Monday, 24 August 2015

Catching Up - June to August 2015

June -  Capri.
July -  Move into new studio.
August - Working long days with plenty of space - bliss.

Whenever I'm in London I often go to The Chelsea Physic Garden. It is a hidden paradise, to rest, refresh, recuperate.

Well, my daughter and I did bring back a lot of plants from Chelsea needless to say. She has a very neglected area on the roof of her rented house just waiting to be turned into a lovely garden retreat.

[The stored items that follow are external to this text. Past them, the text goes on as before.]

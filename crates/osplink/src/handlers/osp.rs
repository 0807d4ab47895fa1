use osplink_frame::{
    address, build_telegram, hex_bytes, Topology, MAX_PAYLOAD_SIZE, MAX_TELEGRAM_SIZE,
    MIN_TELEGRAM_SIZE,
};
use osplink_shell::{is_prefix, is_quiet, outln, parse_hex, Shell};
use osplink_transport::Status;
use osplink_variants::{Exchange, ValidationContext};

use crate::procedures::{enumerate, reset_init};
use crate::station::{Station, TelegramLog};

/// Most matches `osp send` considers for a telegram key.
const SEND_MATCHES: usize = 8;
/// `osp info` asks for one more than it shows, to detect truncation.
const INFO_MATCHES: usize = 9;

const LONG_HELP: &str = "\
SYNTAX: osp
- shows dirmux, validate, count and log status
SYNTAX: osp dirmux [ bidir | loop ]
- without optional argument shows the direction mux
- with optional argument sets it to bi-directional or loop
SYNTAX: osp validate [ enable | disable ]
- without optional argument shows whether telegrams are validated
- with optional argument sets it
- validates telegrams entered with 'send'/'tx'/'trx'; invalid ones are sent anyhow
SYNTAX: osp count [ reset ]
- without optional argument shows how many telegrams were sent and received
- with 'reset', resets the counters to 0
SYNTAX: osp log [ none | args | tele ]
- without optional argument shows the log level, with argument sets it
- logs nothing, telegram name with args, or also the raw telegram bytes
SYNTAX: osp info [ <tele> ]
- without optional argument lists all known telegrams
- with argument, gives info on telegrams with <tele> in name (max 8)
SYNTAX: osp resetinit
- resets the chain and tries initloop, then initbidir (sets dirmux)
SYNTAX: osp enum
- enumerates all nodes in the chain (starts with resetinit)
SYNTAX: osp send <addr> <tele> <data>...
- high level send, with auto-fill for preamble, psi and crc
- sends telegram <tele> to node <addr> with optional <data>
- if <tele> has a response (see info), waits for and prints it
- 'osp send 001 initbidir' and 'osp send 001 02' both send A0 04 02 4B
SYNTAX: osp (tx|trx) <data>... [crc]
- low level send, pass preamble, psi and crc explicitly
- with 'crc' computes the checksum and appends it to the telegram
- 'tx' only sends, 'trx' also receives the response
- note that a 'c' as last <data> is treated as crc, not as 0C
NOTES:
- some commands use leading @ to suppress output
- <addr> is a node address in hex (1..3EA, 0 for broadcast, 3Fx for group)
- <tele> is either a 2 digit hex number, or a (partial) telegram name
- <data> is a (one-byte) argument in hex 00..FF
";

pub fn register(shell: &mut Shell<Station>) -> osplink_shell::Result<usize> {
    shell.register("osp", main, "send and receive OSP telegrams", LONG_HELP)
}

fn main(shell: &mut Shell<Station>, station: &mut Station, args: &[&str]) {
    let Some(&sub) = args.get(1) else {
        show_dirmux(shell, station);
        show_validate(shell, station);
        show_count(shell, station);
        show_log(shell, station);
        return;
    };

    if is_prefix("dirmux", sub) {
        dirmux(shell, station, args);
    } else if is_prefix("validate", sub) {
        validate(shell, station, args);
    } else if is_prefix("count", sub) {
        count(shell, station, args);
    } else if is_prefix("log", sub) {
        log(shell, station, args);
    } else if is_prefix("info", sub) {
        info(shell, station, args);
    } else if is_prefix("resetinit", sub) {
        resetinit(shell, station, args);
    } else if is_prefix("enum", sub) {
        enumerate_chain(shell, station, args);
    } else if is_prefix("send", sub) {
        send(shell, station, args);
    } else if is_prefix("tx", sub) || is_prefix("trx", sub) {
        trx(shell, station, args);
    } else {
        outln!(shell, "ERROR: unknown argument ('{sub}')");
    }
}

fn show_dirmux(shell: &mut Shell<Station>, station: &Station) {
    outln!(shell, "dirmux: {}", station.transport.topology());
}

fn show_validate(shell: &mut Shell<Station>, station: &Station) {
    let state = if station.validate { "enabled" } else { "disabled" };
    outln!(shell, "validate: {state}");
}

fn show_count(shell: &mut Shell<Station>, station: &Station) {
    let c = station.transport.counters();
    outln!(shell, "count: tx {} rx {}", c.tx, c.rx);
}

fn show_log(shell: &mut Shell<Station>, station: &Station) {
    outln!(shell, "log: {}", station.log);
}

fn dirmux(shell: &mut Shell<Station>, station: &mut Station, args: &[&str]) {
    let value = match args {
        [_, _] => return show_dirmux(shell, station),
        [_, _, value] => *value,
        _ => return outln!(shell, "ERROR: 'dirmux' has too many args"),
    };
    let topology = if is_prefix("bidir", value) {
        Topology::Bidir
    } else if is_prefix("loop", value) {
        Topology::Loop
    } else {
        return outln!(shell, "ERROR: 'dirmux' must have 'bidir' or 'loop'");
    };
    station.transport.set_topology(topology);
    if !is_quiet(args) {
        show_dirmux(shell, station);
    }
}

fn validate(shell: &mut Shell<Station>, station: &mut Station, args: &[&str]) {
    let value = match args {
        [_, _] => return show_validate(shell, station),
        [_, _, value] => *value,
        _ => return outln!(shell, "ERROR: 'validate' has too many args"),
    };
    station.validate = if is_prefix("enable", value) {
        true
    } else if is_prefix("disable", value) {
        false
    } else {
        return outln!(shell, "ERROR: 'validate' must have 'enable' or 'disable'");
    };
    if !is_quiet(args) {
        show_validate(shell, station);
    }
}

fn count(shell: &mut Shell<Station>, station: &mut Station, args: &[&str]) {
    match args {
        [_, _] => return show_count(shell, station),
        [_, _, value] if is_prefix("reset", value) => station.transport.reset_counters(),
        [_, _, value] => return outln!(shell, "ERROR: 'count' may have 'reset' (not '{value}')"),
        _ => return outln!(shell, "ERROR: 'count' has too many args"),
    }
    if !is_quiet(args) {
        show_count(shell, station);
    }
}

fn log(shell: &mut Shell<Station>, station: &mut Station, args: &[&str]) {
    let value = match args {
        [_, _] => return show_log(shell, station),
        [_, _, value] => *value,
        _ => return outln!(shell, "ERROR: 'log' has too many args"),
    };
    station.log = if is_prefix("none", value) {
        TelegramLog::None
    } else if is_prefix("args", value) {
        TelegramLog::Args
    } else if is_prefix("tele", value) {
        TelegramLog::Tele
    } else {
        return outln!(shell, "ERROR: 'log' has 'none', 'args', or 'tele' (not '{value}')");
    };
    if !is_quiet(args) {
        show_log(shell, station);
    }
}

fn info(shell: &mut Shell<Station>, station: &mut Station, args: &[&str]) {
    let key = match args {
        [_, _] => return list_telegrams(shell, station),
        [_, _, key] => *key,
        _ => return outln!(shell, "ERROR: 'info' has too many args"),
    };
    let found = station.variants.resolve(key, INFO_MATCHES);
    if found.is_empty() {
        return outln!(shell, "ERROR: no <tele> found ('{key}')");
    }
    let shown = found.len().min(INFO_MATCHES - 1);
    for &index in &found[..shown] {
        for line in station.variants.describe(index) {
            outln!(shell, "{line}");
        }
        outln!(shell);
    }
    if shown < found.len() {
        outln!(shell, "WARNING: too many matches (list truncated)");
    }
}

fn list_telegrams(shell: &mut Shell<Station>, station: &Station) {
    let names: Vec<String> = station
        .variants
        .named()
        .map(|(_, v)| format!("{:02X}/{:<16}", v.tid, v.display_name()))
        .collect();
    for row in names.chunks(4) {
        outln!(shell, "{}", row.join(" ").trim_end());
    }
}

fn resetinit(shell: &mut Shell<Station>, station: &mut Station, args: &[&str]) {
    if args.len() != 2 {
        return outln!(shell, "ERROR: too many arguments");
    }
    match reset_init(station) {
        Ok(chain) if !is_quiet(args) => {
            outln!(shell, "resetinit: last {:03X} {}", chain.last, chain.topology);
        }
        Ok(_) => {}
        Err(status) => outln!(shell, "resetinit: failed ({status})"),
    }
}

fn enumerate_chain(shell: &mut Shell<Station>, station: &mut Station, args: &[&str]) {
    if args.len() != 2 {
        return outln!(shell, "ERROR: too many arguments");
    }
    match enumerate(station) {
        Ok((chain, nodes)) => {
            for node in &nodes {
                outln!(
                    shell,
                    "N{:03X} {:04X}_{:04X}",
                    node.address,
                    node.id >> 16,
                    node.id & 0xFFFF
                );
            }
            outln!(shell, "enum: {} nodes ({})", nodes.len(), chain.topology);
        }
        Err((0, status)) => outln!(shell, "resetinit: failed ({status})"),
        Err((addr, status)) => outln!(shell, "ERROR: identify {addr:03X} failed ({status})"),
    }
}

fn send(shell: &mut Shell<Station>, station: &mut Station, args: &[&str]) {
    let [_, _, addr_arg, key, data @ ..] = args else {
        return outln!(shell, "ERROR: expected <addr> <tele> <data>...");
    };
    if data.len() > MAX_PAYLOAD_SIZE {
        return outln!(shell, "ERROR: too many <data>");
    }
    let Some(addr) = parse_hex(addr_arg).filter(|&a| address::is_valid(a)) else {
        return outln!(shell, "ERROR: illegal <addr> '{addr_arg}'");
    };
    let candidates = station.variants.resolve(key, SEND_MATCHES);
    let Some(selection) = station.variants.pick(&candidates, data.len()) else {
        return outln!(shell, "ERROR: no <tele> '{key}' found");
    };
    let mut payload = Vec::with_capacity(data.len());
    for arg in data {
        match parse_hex(arg).and_then(|b| u8::try_from(b).ok()) {
            Some(byte) => payload.push(byte),
            None => return outln!(shell, "ERROR: illegal <data> '{arg}'"),
        }
    }

    let variant = &station.variants.variants()[selection.index];
    let tid = variant.tid;
    let has_info = variant.has_info();
    let expected = variant
        .has_response()
        .then(|| MIN_TELEGRAM_SIZE + usize::from(variant.response_size));
    let frame = build_telegram(addr, tid, &payload, station.checksum);

    if station.validate {
        let ctx = ValidationContext {
            checksum: station.checksum,
            exchange: None,
            topology: Some(station.transport.topology()),
            variant: Some(selection.index),
        };
        let findings = station.variants.validate(&frame, &ctx);
        for finding in &findings {
            outln!(shell, "validate: {finding}");
        }
        let others: Vec<String> = selection
            .alternates
            .iter()
            .map(|&i| &station.variants.variants()[i])
            .filter(|v| v.tid != tid)
            .map(|v| v.label())
            .collect();
        if !findings.is_empty() && !others.is_empty() {
            outln!(shell, "validate: '{key}' also matches {}", others.join(" "));
        }
    }

    if !is_quiet(args) {
        outln!(shell, "tx {}", hex_bytes(&frame));
    }
    if has_info && expected.is_none() {
        let status = station.transmit(&frame);
        print_rx(shell, &[], status);
    } else {
        let (response, status) = station.transmit_receive(&frame, expected);
        print_rx(shell, &response, status);
    }
}

fn trx(shell: &mut Shell<Station>, station: &mut Station, args: &[&str]) {
    let receive = args[1].as_bytes().get(1) == Some(&b'r');
    let data = &args[2..];
    if data.len() > MAX_TELEGRAM_SIZE {
        return outln!(shell, "ERROR: too many <data>");
    }

    let mut frame = Vec::with_capacity(data.len());
    for (i, arg) in data.iter().enumerate() {
        if i + 1 == data.len() && is_prefix("crc", arg) {
            frame.push(station.checksum.compute(&frame));
            continue;
        }
        match parse_hex(arg).and_then(|b| u8::try_from(b).ok()) {
            Some(byte) => frame.push(byte),
            None => return outln!(shell, "ERROR: illegal <data> '{arg}'"),
        }
    }

    if station.validate {
        let ctx = ValidationContext {
            checksum: station.checksum,
            exchange: Some(if receive {
                Exchange::SendReceive
            } else {
                Exchange::SendOnly
            }),
            topology: Some(station.transport.topology()),
            variant: None,
        };
        for finding in station.variants.validate(&frame, &ctx) {
            outln!(shell, "validate: {finding}");
        }
    }

    if !is_quiet(args) {
        outln!(shell, "tx {}", hex_bytes(&frame));
    }
    if receive {
        let (response, status) = station.transmit_receive(&frame, None);
        print_rx(shell, &response, status);
    } else {
        let status = station.transmit(&frame);
        print_rx(shell, &[], status);
    }
}

fn print_rx(shell: &mut Shell<Station>, response: &[u8], status: Status) {
    if response.is_empty() {
        outln!(shell, "rx none {status}");
    } else {
        outln!(shell, "rx {} {status}", hex_bytes(response));
    }
}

Silver dishes by Gilbert Leigh Marks - one of the most remarkable exponents of floral silver chasing.
An aide-mémoire for papier-mâché, gesso and silver leaf.
 We arrive in Naples hell's kitchen and melting pot for refugees and migrants from everywhere.
 And take the ferry to Capri. My spiritual home.
 First stop as always is Buonocore for espresso and wild strawberry tartlet. Fuel for the journey.
Rest awhile in dappled sunlight.
 Time to buy fruit to take on our walk and our first adventure.

Sunday, 16 August 2015

Catching up April - August 2015

April - Moving out of one very small studio and into another.
May -  Work continues, London, Chelsea Flower Show, Capri.
June -  Capri.
July -  Move into new studio.
August - Working long days with plenty of space - bliss.

April - My time in my studio at Seale Hayne in South Devon came to a natural end simply because I  needed much more space to work in. I am no stranger to change, in fact I really like it and actively seek it. I like the challenges it throws up and the new things learnt.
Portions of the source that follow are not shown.